Por eso nuestros políticos tratan de ignorarlos y evitarlos, salvo en campañas electorales en las que siempre añaden a su álbum de fotos alguna imagen con alguno de ellos, preferentemente niños, buscando que aparezcan, eso sí, dóciles y sonrientes, agradecidos de recibir las sobras para comer. Lo mencionaba con acierto el prestigioso periodista estadounidense David Rieff en su reconocido libro “Una cama por una noche: el humanitarismo en crisis”, al explicar que a quienes más les gusta fotografiarse con niños son a los dictadores, a los políticos y a los que reparten ayuda.
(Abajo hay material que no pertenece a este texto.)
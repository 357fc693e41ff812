//! Dipendenti, funzioni and skill endpoints.

use axum::extract::State;
use axum::http::{HeaderMap, StatusCode};
use axum::Json;
use serde::Deserialize;
use std::sync::Arc;
use timbrapp_workforce::types::{Dipendente, Funzione, NewDipendente, Skill};

use crate::app::AppState;
use crate::auth;
use crate::error::ApiError;

/// GET /api/dipendenti
pub async fn list_dipendenti(
    State(state): State<Arc<AppState>>,
    headers: HeaderMap,
) -> Result<Json<Vec<Dipendente>>, ApiError> {
    auth::require(&state, &headers)?;
    Ok(Json(state.workforce.list_dipendenti()?))
}

/// POST /api/dipendenti
pub async fn create_dipendente(
    State(state): State<Arc<AppState>>,
    headers: HeaderMap,
    Json(req): Json<NewDipendente>,
) -> Result<(StatusCode, Json<Dipendente>), ApiError> {
    auth::require(&state, &headers)?;
    let dipendente = state.workforce.create_dipendente(&req)?;
    Ok((StatusCode::CREATED, Json(dipendente)))
}

/// GET /api/funzioni
pub async fn list_funzioni(
    State(state): State<Arc<AppState>>,
    headers: HeaderMap,
) -> Result<Json<Vec<Funzione>>, ApiError> {
    auth::require(&state, &headers)?;
    Ok(Json(state.workforce.list_funzioni()?))
}

#[derive(Deserialize)]
#[serde(rename_all = "camelCase")]
pub struct CreateFunzioneRequest {
    pub nome: String,
    #[serde(default)]
    pub descrizione: Option<String>,
    #[serde(default)]
    pub skill_ids: Vec<i64>,
}

/// POST /api/funzioni — links the given skills through funzioneskill.
pub async fn create_funzione(
    State(state): State<Arc<AppState>>,
    headers: HeaderMap,
    Json(req): Json<CreateFunzioneRequest>,
) -> Result<(StatusCode, Json<Funzione>), ApiError> {
    auth::require(&state, &headers)?;
    let funzione =
        state
            .workforce
            .create_funzione(&req.nome, req.descrizione.as_deref(), &req.skill_ids)?;
    Ok((StatusCode::CREATED, Json(funzione)))
}

/// GET /api/skill
pub async fn list_skill(
    State(state): State<Arc<AppState>>,
    headers: HeaderMap,
) -> Result<Json<Vec<Skill>>, ApiError> {
    auth::require(&state, &headers)?;
    Ok(Json(state.workforce.list_skills()?))
}

#[derive(Deserialize)]
pub struct CreateSkillRequest {
    pub nome: String,
}

/// POST /api/skill
pub async fn create_skill(
    State(state): State<Arc<AppState>>,
    headers: HeaderMap,
    Json(req): Json<CreateSkillRequest>,
) -> Result<(StatusCode, Json<Skill>), ApiError> {
    auth::require(&state, &headers)?;
    let skill = state.workforce.create_skill(&req.nome)?;
    Ok((StatusCode::CREATED, Json(skill)))
}
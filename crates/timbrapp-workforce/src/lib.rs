//! Workforce registry: dipendenti (employees), funzioni (job functions),
//! skills, and the many-to-many funzione↔skill link table.

pub mod db;
pub mod error;
pub mod store;
pub mod types;

pub use store::WorkforceStore;
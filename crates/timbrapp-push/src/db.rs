use rusqlite::{Connection, Result};

/// Initialise the push tables. Idempotent.
pub fn init_db(conn: &Connection) -> Result<()> {
    conn.execute_batch(
        "CREATE TABLE IF NOT EXISTS subscriptions (
            id         INTEGER PRIMARY KEY AUTOINCREMENT,
            user_id    INTEGER NOT NULL REFERENCES users(id),
            endpoint   TEXT NOT NULL UNIQUE,
            p256dh     TEXT NOT NULL,
            auth       TEXT NOT NULL,
            created_at TEXT NOT NULL,
            updated_at TEXT NOT NULL
        );
        CREATE INDEX IF NOT EXISTS idx_subscriptions_user ON subscriptions (user_id);
        CREATE TABLE IF NOT EXISTS notifications (
            id         INTEGER PRIMARY KEY AUTOINCREMENT,
            user_id    INTEGER NOT NULL REFERENCES users(id),
            message    TEXT NOT NULL,
            is_read    INTEGER NOT NULL DEFAULT 0,
            type       TEXT NOT NULL DEFAULT 'system',
            created_at TEXT NOT NULL,
            updated_at TEXT NOT NULL
        );
        CREATE INDEX IF NOT EXISTS idx_notifications_user ON notifications (user_id);",
    )
}
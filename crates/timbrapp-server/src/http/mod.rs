pub mod auth;
pub mod commesse;
pub mod documents;
pub mod health;
pub mod planner;
pub mod shifts;
pub mod tasks;
pub mod tracking;
pub mod webpush;
pub mod workforce;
Como nos asusta saber que cerca de nosotros hay pobres, tratamos de evitar nombrarlos, habiendo creado una colección maravillosa de eufemismos altamente tecnificados que nos evitan llamar a las cosas por su nombre y reconocer nuestro gigantesco fracaso. En lugar de hablar de personas que viven rebuscando en la basura, de recoger las sobras de comida, que están desesperados y sin horizonte, o que les condenamos a malvivir en los márgenes de la sociedad, preferimos hablar de “personas de difícil empleabilidad”, de “colectivos en riesgo de exclusión social”, de “sectores vulnerables”, de grupos con “falta de competitividad” o de “escaso capital relacional”. Todo menos poner rostro, nombres y conocer el sufrimiento que hay detrás de cada una de esas personas.